**ACTIVITY:**
The records should be restated exactly from their first line through the line with "pub const SUPPORTED_VERSIONS: &[&str]" in it.

**LISTED RECORDS:**
- - - - -
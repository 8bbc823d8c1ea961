//! Attendance token and record types.

use crate::crypto::freshness::CheckInWindow;
use chrono::{DateTime, Utc};
use serde::{Deserialize, Serialize};
use std::fmt;

/// Version tag stamped on newly generated tokens.
pub const CURRENT_VERSION: &str = "2.0";

/// Version tags this build can verify.
pub const SUPPORTED_VERSIONS: &[&str] = &[CURRENT_VERSION];

/// Display-only event details plus the embedded check-in window.
#[derive(Debug, Clone, PartialEq, Eq, Serialize, Deserialize)]
#[serde(rename_all = "camelCase")]
pub struct TokenMetadata {
    /// Event title shown on the scan confirmation.
    pub event_title: String,

    /// Name of the club hosting the event.
    pub club_name: String,

    /// Free-form venue text.
    pub location: String,

    /// Check-in opens (event start minus grace).
    pub valid_from: DateTime<Utc>,

    /// Check-in closes (event end plus grace).
    pub valid_until: DateTime<Utc>,
}

impl TokenMetadata {
    /// The check-in window carried by the token.
    pub fn window(&self) -> CheckInWindow {
        CheckInWindow {
            valid_from: self.valid_from,
            valid_until: self.valid_until,
        }
    }
}

/// Signed, time-bounded payload rendered into the event QR code.
///
/// Ephemeral: generated per display and never stored.
#[derive(Debug, Clone, PartialEq, Eq)]
pub struct AttendanceToken {
    /// Target event.
    pub event_id: String,

    /// Generation time, millisecond precision.
    pub issued_at: DateTime<Utc>,

    /// Lowercase hex, at least 16 random bytes.
    pub nonce: String,

    /// Lowercase hex HMAC-SHA256 over event id, issue time and nonce.
    pub signature: String,

    /// Format version tag.
    pub version: String,

    /// Display fields and embedded window.
    pub metadata: TokenMetadata,
}

impl AttendanceToken {
    /// Key under which the replay guard remembers this token.
    pub fn replay_key(&self) -> String {
        format!(
            "{}@{}",
            self.signature,
            crate::crypto::signing::format_issued_at(&self.issued_at)
        )
    }
}

/// How an attendance record came to be.
#[derive(Debug, Clone, Copy, PartialEq, Eq, Hash, Serialize, Deserialize)]
#[serde(rename_all = "kebab-case")]
pub enum AttendanceMethod {
    /// Attendee scanned the event code on their own device.
    SelfScan,
    /// Organizer scanned on behalf of the attendee.
    StaffScan,
    /// Admin picked the attendee from the directory.
    Manual,
}

impl fmt::Display for AttendanceMethod {
    fn fmt(&self, f: &mut fmt::Formatter<'_>) -> fmt::Result {
        f.write_str(match self {
            Self::SelfScan => "self-scan",
            Self::StaffScan => "staff-scan",
            Self::Manual => "manual",
        })
    }
}

/// Persisted proof that an attendee was checked in.
///
/// At most one per `(event_id, attendee_id)`; never updated or deleted here.
#[derive(Debug, Clone, PartialEq, Eq, Serialize, Deserialize)]
#[serde(rename_all = "camelCase")]
pub struct AttendanceRecord {
    /// Event attended.
    pub event_id: String,

    /// Person checked in.
    pub attendee_id: String,

    /// Recording method.
    pub method: AttendanceMethod,

    /// When the record was written.
    pub timestamp: DateTime<Utc>,
}

/// Authoritative event row consumed from the record store.
#[derive(Debug, Clone, PartialEq, Eq, Serialize, Deserialize)]
#[serde(rename_all = "camelCase")]
pub struct EventRecord {
    /// Event identifier.
    pub id: String,

    /// Event title.
    pub title: String,

    /// Owning club.
    pub club_id: String,

    /// Owning club's display name.
    pub club_name: String,

    /// Venue text.
    pub location: String,

    /// Scheduled start.
    pub start: DateTime<Utc>,

    /// Scheduled end.
    pub end: DateTime<Utc>,
}

/// Role of the signed-in user.
#[derive(Debug, Clone, Copy, PartialEq, Eq, Hash, Serialize, Deserialize)]
#[serde(rename_all = "kebab-case")]
pub enum Role {
    /// Regular member or guest.
    Attendee,
    /// Administrator of one or more clubs.
    ClubAdmin,
    /// Administrator of the whole college.
    CollegeAdmin,
}

/// The signed-in user, as reported by the identity provider.
#[derive(Debug, Clone, PartialEq, Eq, Serialize, Deserialize)]
pub struct Identity {
    /// User id.
    pub id: String,

    /// User role.
    pub role: Role,
}

impl Identity {
    /// Convenience constructor.
    pub fn new(id: impl Into<String>, role: Role) -> Self {
        Self {
            id: id.into(),
            role,
        }
    }
}
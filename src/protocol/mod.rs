//! Token model and transport encoding.

pub mod codec;
pub mod models;
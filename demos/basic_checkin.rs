//! Basic check-in example.
//!
//! Issues a code for an in-memory event, scans it as the attendee, then
//! scans it again to show the replay and duplicate rejections.
//!
//! # Running
//!
//! ```bash
//! export ROLLCALL_SECRET="a-long-random-secret-from-your-vault"
//! cargo run --example basic_checkin
//! ```

use chrono::{Duration, Utc};
use rollcall::{
    CheckInManager, EventRecord, Identity, MemoryStore, Role, RollcallConfig, RollcallError,
    StaticIdentity, Stores,
};
use std::sync::Arc;

#[tokio::main]
async fn main() {
    let config = match RollcallConfig::from_env() {
        Ok(c) => c,
        Err(e) => {
            eprintln!("Configuration error: {}", e);
            std::process::exit(1);
        }
    };

    let store = Arc::new(MemoryStore::new());
    store
        .put_event(EventRecord {
            id: "demo-event".into(),
            title: "Intro to Rust".into(),
            club_id: "cs".into(),
            club_name: "CS Club".into(),
            location: "Library Room B".into(),
            start: Utc::now() + Duration::minutes(30),
            end: Utc::now() + Duration::hours(2),
        })
        .await;

    let me = StaticIdentity(Some(Identity::new("student-42", Role::Attendee)));
    let manager = match CheckInManager::new(config, Stores::shared(store), Arc::new(me)) {
        Ok(m) => m,
        Err(e) => {
            eprintln!("Configuration error: {}", e);
            std::process::exit(1);
        }
    };

    let code = match manager.generate_for("demo-event").await {
        Ok(c) => c,
        Err(e) => {
            eprintln!("Could not issue code: {}", e);
            std::process::exit(1);
        }
    };
    println!("QR payload: {}", code.encoded);
    println!("QR modules per side: {}", code.image.width());

    // First scan records attendance; the repeat is refused by the replay
    // guard; a fresh code for the same person is refused by the store.
    for label in ["first scan", "same code again"] {
        report(label, manager.check_in(&code.encoded).await);
    }
    if let Ok(fresh) = manager.generate_for("demo-event").await {
        report("fresh code", manager.check_in(&fresh.encoded).await);
    }
}

fn report(label: &str, outcome: Result<rollcall::CheckInOutcome, RollcallError>) {
    match outcome {
        Ok(o) => println!("✓ {}: checked in to {} ({})", label, o.event_title, o.method),
        Err(e) if e.is_benign() => println!("• {}: {}", label, e.user_message()),
        Err(RollcallError::SignatureInvalid) => {
            eprintln!("SECURITY: {}: forged or tampered code", label);
        }
        Err(e) => eprintln!("✗ {}: {} ({})", label, e.user_message(), e),
    }
}
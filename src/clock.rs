//! Deterministic clock abstraction for testable time-dependent logic.

use chrono::{DateTime, Utc};

/// Clock trait for deterministic time in tests.
pub trait Clock: Send + Sync {
    /// Get the current UTC time.
    fn now_utc(&self) -> DateTime<Utc>;
}

/// System clock using actual wall time.
#[derive(Debug, Clone, Copy, Default)]
pub struct SystemClock;

impl Clock for SystemClock {
    fn now_utc(&self) -> DateTime<Utc> {
        Utc::now()
    }
}

/// Mock clock for deterministic testing.
///
/// The clock is shared behind an `Arc` by every component under test, so
/// it moves through interior mutability rather than `&mut self`.
#[cfg(any(test, feature = "test-seams"))]
#[derive(Debug)]
pub struct MockClock {
    now: std::sync::RwLock<DateTime<Utc>>,
}

#[cfg(any(test, feature = "test-seams"))]
impl MockClock {
    /// Create a mock clock frozen at the given time.
    pub fn new(now: DateTime<Utc>) -> Self {
        Self {
            now: std::sync::RwLock::new(now),
        }
    }

    /// Create a mock clock from an RFC 3339 string.
    pub fn from_rfc3339(s: &str) -> Self {
        Self::new(
            DateTime::parse_from_rfc3339(s)
                .expect("valid RFC 3339")
                .with_timezone(&Utc),
        )
    }

    /// Advance the clock by a duration.
    pub fn advance(&self, duration: chrono::Duration) {
        let mut now = self.now.write().expect("mock clock lock poisoned");
        *now += duration;
    }

    /// Jump the clock to an absolute time.
    pub fn set(&self, at: DateTime<Utc>) {
        *self.now.write().expect("mock clock lock poisoned") = at;
    }
}

#[cfg(any(test, feature = "test-seams"))]
impl Clock for MockClock {
    fn now_utc(&self) -> DateTime<Utc> {
        *self.now.read().expect("mock clock lock poisoned")
    }
}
- - - - -
**RESPONSE TO THE EXERCISE:**
repository 8bbc823d8c1ea961
//! Attendance token and record types.

use crate::crypto::freshness::CheckInWindow;
use chrono::{DateTime, Utc};
use serde::{Deserialize, Serialize};
use std::fmt;

/// Version tag stamped on newly generated tokens.
pub const CURRENT_VERSION: &str = "2.0";

/// Version tags this build can verify.
pub const SUPPORTED_VERSIONS: &[&str] = &[CURRENT_VERSION];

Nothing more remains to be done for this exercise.